[Saved entries]

* * *

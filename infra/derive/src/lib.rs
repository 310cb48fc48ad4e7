#![allow(unreachable_pub)]
#![allow(clippy::needless_pass_by_value)]

//! # Macros
//!
//! Procedural macros shared by every crate in the workspace.
//!
//! The only macro today is [`closetr_error`], which turns a plain enum into a
//! `thiserror` error type with optional human-readable context attached to
//! each variant.

mod macros;

use proc_macro::TokenStream;
use syn::{DeriveInput, parse_macro_input};

/// Attribute macro for workspace error enums.
///
/// Every variant must use named fields. A variant may carry:
/// * `context: Option<Cow<'static, str>>` - filled in by the generated `.context(..)` helper.
/// * `source` (or a field marked `#[source]` / `#[from]`) - the wrapped error. A variant with a
///   source must also declare `context`.
/// * `message: Cow<'static, str>` on the `Internal` variant - enables `From<&'static str>` and
///   `From<String>`.
///
/// The macro adds `#[derive(Debug, thiserror::Error)]` (unless already present), generates a
/// `<Name>Ext<T>` trait implemented for `Result<T, Name>` and for `Result<T, Source>` of each
/// wrapped source type, plus a private `format_context` helper for the `#[error(..)]` strings.
///
/// # Example
/// ```rust,ignore
/// use closetr_derive::closetr_error;
/// use std::borrow::Cow;
///
/// #[closetr_error]
/// pub enum StoreError {
///     #[error("IO error{}: {source}", format_context(.context))]
///     Io {
///         #[source]
///         source: std::io::Error,
///         context: Option<Cow<'static, str>>,
///     },
///
///     #[error("Internal fault{}: {message}", format_context(.context))]
///     Internal { message: Cow<'static, str>, context: Option<Cow<'static, str>> },
/// }
///
/// fn load(path: &str) -> Result<String, StoreError> {
///     let raw = std::fs::read_to_string(path).context("Reading wardrobe snapshot")?;
///     raw.lines().next().map(str::to_owned).ok_or_else(|| "Empty snapshot".into())
/// }
/// ```
#[proc_macro_attribute]
pub fn closetr_error(_args: TokenStream, item: TokenStream) -> TokenStream {
    let input = parse_macro_input!(item as DeriveInput);
    macros::error::expand(input).into()
}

* * *

Nothing but the lines from the one that contains "source type, plus" through the end of the data above should appear, each reproduced exactly.

▶ **Answer area**:
/// wrapped source type, plus a private `format_context` helper for the `#[error(..)]` strings.
///
/// # Example
/// ```rust,ignore
/// use closetr_derive::closetr_error;
/// use std::borrow::Cow;
///
/// #[closetr_error]
/// pub enum StoreError {
///     #[error("IO error{}: {source}", format_context(.context))]
///     Io {
///         #[source]
///         source: std::io::Error,
///         context: Option<Cow<'static, str>>,
///     },
///
///     #[error("Internal fault{}: {message}", format_context(.context))]
///     Internal { message: Cow<'static, str>, context: Option<Cow<'static, str>> },
/// }
///
/// fn load(path: &str) -> Result<String, StoreError> {
///     let raw = std::fs::read_to_string(path).context("Reading wardrobe snapshot")?;
///     raw.lines().next().map(str::to_owned).ok_or_else(|| "Empty snapshot".into())
/// }
/// ```
#[proc_macro_attribute]
pub fn closetr_error(_args: TokenStream, item: TokenStream) -> TokenStream {
    let input = parse_macro_input!(item as DeriveInput);
    macros::error::expand(input).into()
}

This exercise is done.